Diana kembali melingkarkan tangannya di tubuh Vidy. Dia menenggelamkan wajahnya di kepala cowok itu. Kedua tangannya semakin erat memeluk Vidy. Dia hampir tidak bisa merasakan detak jantungnya sendiri. Ketakutan memperdaya Diana dalam sekejap. Dia menutup matanya, lalu membukanya, seperti itu terus, hanya itu yang bisa dia lakukan.

Kehancuran menghampiri Diana dalam sekejab. Itu perasaan yang belum Diana rasakan sebelumnya, perasaan yang tidak bisa jabarkan bahkan dalam satu juta tahun. Itu seperti pengancaman yang mengancurkan Diana dari dalam. Rasa sakit itu terus menjalar ke seluruh tubuhnya, menghalangi dia, membuatnya tidak bisa berkata-kata.

Sebuah isakan tangis keluar dari mulut Diana. Awalanya pelan, namun semakin lama semakin keras.

Dia berusaha mati-matian untuk bersikap tenang, walaupun dia tau kalau dia tidak sekuat itu. Air matanya tidak dapat ia tahan lagi. Dia membiarkan isakan tangisnya terlepas begitu saja.

Tubuhnya turun untuk memeluk tubuh Vidy. Dia menempelkan wajahnya ke leher mayat di sebelahnya. Ia menghirup semua yang tersisa dari Vidy.

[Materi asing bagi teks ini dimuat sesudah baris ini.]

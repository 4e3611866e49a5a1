//! Configuration, queue names and lifecycle policy

use crate::error::{Error, Result};
use serde::Serialize;
use std::path::PathBuf;
use std::time::Duration;

/// Logical queue channels the worker consumes from and publishes to
#[derive(Debug, Clone, Serialize)]
pub struct QueueNames {
    pub message_send: String,
    pub message_receive: String,
    pub number_health: String,
    pub session_update: String,
    pub worker_events: String,
}

impl Default for QueueNames {
    fn default() -> Self {
        Self {
            message_send: "whatsapp.message.send".to_string(),
            message_receive: "whatsapp.message.receive".to_string(),
            number_health: "whatsapp.number.health".to_string(),
            session_update: "whatsapp.session.update".to_string(),
            worker_events: "whatsapp.worker.events".to_string(),
        }
    }
}

/// Timing and retry policy for session lifecycle and delivery
#[derive(Debug, Clone, Serialize)]
pub struct LifecyclePolicy {
    /// Authentication-challenge regenerations before giving up
    pub max_qr_retries: u32,
    pub connect_timeout: Duration,
    pub send_timeout: Duration,
    pub query_timeout: Duration,
    /// First reconnect delay; doubles per consecutive attempt
    pub reconnect_backoff: Duration,
    pub reconnect_backoff_max: Duration,
    pub health_check_interval: Duration,
    pub status_report_interval: Duration,
}

impl Default for LifecyclePolicy {
    fn default() -> Self {
        Self {
            max_qr_retries: 3,
            connect_timeout: Duration::from_secs(60),
            send_timeout: Duration::from_secs(30),
            query_timeout: Duration::from_secs(60),
            reconnect_backoff: Duration::from_secs(2),
            reconnect_backoff_max: Duration::from_secs(60),
            health_check_interval: Duration::from_secs(60),
            status_report_interval: Duration::from_secs(30),
        }
    }
}

impl LifecyclePolicy {
    /// Delay before reconnect attempt `attempt` (0-based), capped at the ceiling
    pub fn reconnect_delay(&self, attempt: u32) -> Duration {
        let factor = 2u32.saturating_pow(attempt.min(16));
        self.reconnect_backoff
            .saturating_mul(factor)
            .min(self.reconnect_backoff_max)
    }
}

/// All configurable values for the worker
#[derive(Debug, Clone, Serialize)]
pub struct Config {
    pub worker_id: String,
    pub worker_name: String,
    pub queues: QueueNames,
    pub session_dir: PathBuf,
    pub backend_url: Option<String>,
    #[serde(skip_serializing)]
    pub backend_api_key: String,
    pub log_level: String,
    /// Ignore session updates addressed to another worker
    pub only_own_session_updates: bool,
    pub policy: LifecyclePolicy,
}

impl Default for Config {
    fn default() -> Self {
        let data_dir = dirs::data_local_dir()
            .or_else(dirs::home_dir)
            .unwrap_or_else(|| PathBuf::from("."));

        Self {
            worker_id: "worker-1".to_string(),
            worker_name: "Session Worker".to_string(),
            queues: QueueNames::default(),
            session_dir: data_dir.join("session-worker/sessions"),
            backend_url: None,
            backend_api_key: String::new(),
            log_level: "info".to_string(),
            only_own_session_updates: false,
            policy: LifecyclePolicy::default(),
        }
    }
}

impl Config {
    /// Build config from environment variables, falling back to defaults
    pub fn from_env() -> Result<Self> {
        Self::from_lookup(|key| std::env::var(key).ok())
    }

    /// Build config from an arbitrary key lookup
    pub fn from_lookup<F>(lookup: F) -> Result<Self>
    where
        F: Fn(&str) -> Option<String>,
    {
        let mut config = Self::default();
        let get = |key: &str| lookup(key).filter(|v| !v.trim().is_empty());

        if let Some(v) = get("WORKER_ID") {
            config.worker_id = v;
        }
        if let Some(v) = get("WORKER_NAME") {
            config.worker_name = v;
        }
        if let Some(v) = get("QUEUE_MESSAGE_SEND") {
            config.queues.message_send = v;
        }
        if let Some(v) = get("QUEUE_MESSAGE_RECEIVE") {
            config.queues.message_receive = v;
        }
        if let Some(v) = get("QUEUE_NUMBER_HEALTH") {
            config.queues.number_health = v;
        }
        if let Some(v) = get("QUEUE_SESSION_UPDATE") {
            config.queues.session_update = v;
        }
        if let Some(v) = get("QUEUE_WORKER_EVENTS") {
            config.queues.worker_events = v;
        }
        if let Some(v) = get("SESSION_DIR") {
            config.session_dir = PathBuf::from(v);
        }
        config.backend_url = get("BACKEND_API_URL");
        if let Some(v) = get("BACKEND_API_KEY") {
            config.backend_api_key = v;
        }
        if let Some(v) = get("LOG_LEVEL") {
            config.log_level = v;
        }
        if let Some(v) = get("ONLY_OWN_SESSION_UPDATES") {
            config.only_own_session_updates = parse_bool("ONLY_OWN_SESSION_UPDATES", &v)?;
        }

        let policy = &mut config.policy;
        if let Some(v) = get("MAX_RETRY_ATTEMPTS") {
            policy.max_qr_retries = v
                .trim()
                .parse()
                .map_err(|_| Error::Config(format!("MAX_RETRY_ATTEMPTS: invalid value {:?}", v)))?;
        }
        let millis = |key: &str, target: &mut Duration| -> Result<()> {
            if let Some(v) = get(key) {
                *target = parse_millis(key, &v)?;
            }
            Ok(())
        };
        millis("MESSAGE_TIMEOUT", &mut policy.send_timeout)?;
        millis("CONNECT_TIMEOUT", &mut policy.connect_timeout)?;
        millis("QUERY_TIMEOUT", &mut policy.query_timeout)?;
        millis("HEALTH_CHECK_INTERVAL", &mut policy.health_check_interval)?;
        millis("STATUS_REPORT_INTERVAL", &mut policy.status_report_interval)?;
        millis("RECONNECT_BACKOFF", &mut policy.reconnect_backoff)?;
        millis("RECONNECT_BACKOFF_MAX", &mut policy.reconnect_backoff_max)?;

        Ok(config)
    }

    /// Create config for testing with custom paths and short timers
    pub fn for_test(temp_dir: &std::path::Path) -> Self {
        Self {
            worker_id: "test-worker".to_string(),
            worker_name: "Test Worker".to_string(),
            queues: QueueNames::default(),
            session_dir: temp_dir.join("sessions"),
            backend_url: None,
            backend_api_key: String::new(),
            log_level: "debug".to_string(),
            only_own_session_updates: false,
            policy: LifecyclePolicy {
                max_qr_retries: 3,
                connect_timeout: Duration::from_secs(2),
                send_timeout: Duration::from_secs(2),
                query_timeout: Duration::from_secs(2),
                reconnect_backoff: Duration::from_millis(10),
                reconnect_backoff_max: Duration::from_millis(40),
                health_check_interval: Duration::from_secs(60),
                status_report_interval: Duration::from_secs(30),
            },
        }
    }
}

fn parse_millis(key: &str, value: &str) -> Result<Duration> {
    value
        .trim()
        .parse::<u64>()
        .map(Duration::from_millis)
        .map_err(|_| Error::Config(format!("{}: expected milliseconds, got {:?}", key, value)))
}

fn parse_bool(key: &str, value: &str) -> Result<bool> {
    match value.trim().to_ascii_lowercase().as_str() {
        "1" | "true" | "yes" => Ok(true),
        "0" | "false" | "no" => Ok(false),
        _ => Err(Error::Config(format!("{}: expected boolean, got {:?}", key, value))),
    }
}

Diana ingin berteriak, tapi dia tidak bisa menemukan dimana suaranya berada. Bahkan, kata-kata yang terlintas di kepalanya tidak bisa ia keluarkan. Dadanya begitu sesak seakan mendesak untuk keluar. Ada banyak hal yang ingin ia lakukan dengan Vidy, begitu banyak hal yang ingin ia katakan. Tapi semua hal itu tampaknya hilang begitu saja.

Dia menahan dirinya untuk terus memeluk Vidy dan menahan dengan sedikit kekuatan yang tersisa didalam dirinya. Diana enggan bangun. Dia tau bahwa saat ia bangun, mereka akan mengambil Vidy darinya.

Jadi dia tetap berada di posisinya, memeluk Vidy, mencium aroma yang tersisa dari tubuh Vidy untuk terakhir kalinya sebelum ia benar-benar tidak bisa melihatnya lagi.

Diana menangis sejadi-jadinya, menyebut nama Vidy dengan suara yang tersisa. Diana mencoba mneyadrkan dirinya kalau sekarang ini hanya mimpi. Tapi lagi-lagi kenyataan pahit itu tidak bisa Diana hindari.

Sekarang Vidy sudah tidak ada, bahkan nafas yang Diana rasakan tadi malam sudah tidak ia rasakan saat ini. Mata Vidy tertutup dengan rapat, seolah dia habis pulang dari perjalanan yang sangat jauh dan akhirnya kelelahan.

"Vid, gue udah menuhi janji gue untuk terus di samping lo, kan? Sekarang lo pulang, ya, lo udah main kejauhan. Kita bisa main lagi di sini kalo lo mau. Lo bisa jahilin gue sepuas yang lo mau, gue nggak akan marah. Sekarang lo pulang, ya? Lo mau balik lagi ke gue, kan?"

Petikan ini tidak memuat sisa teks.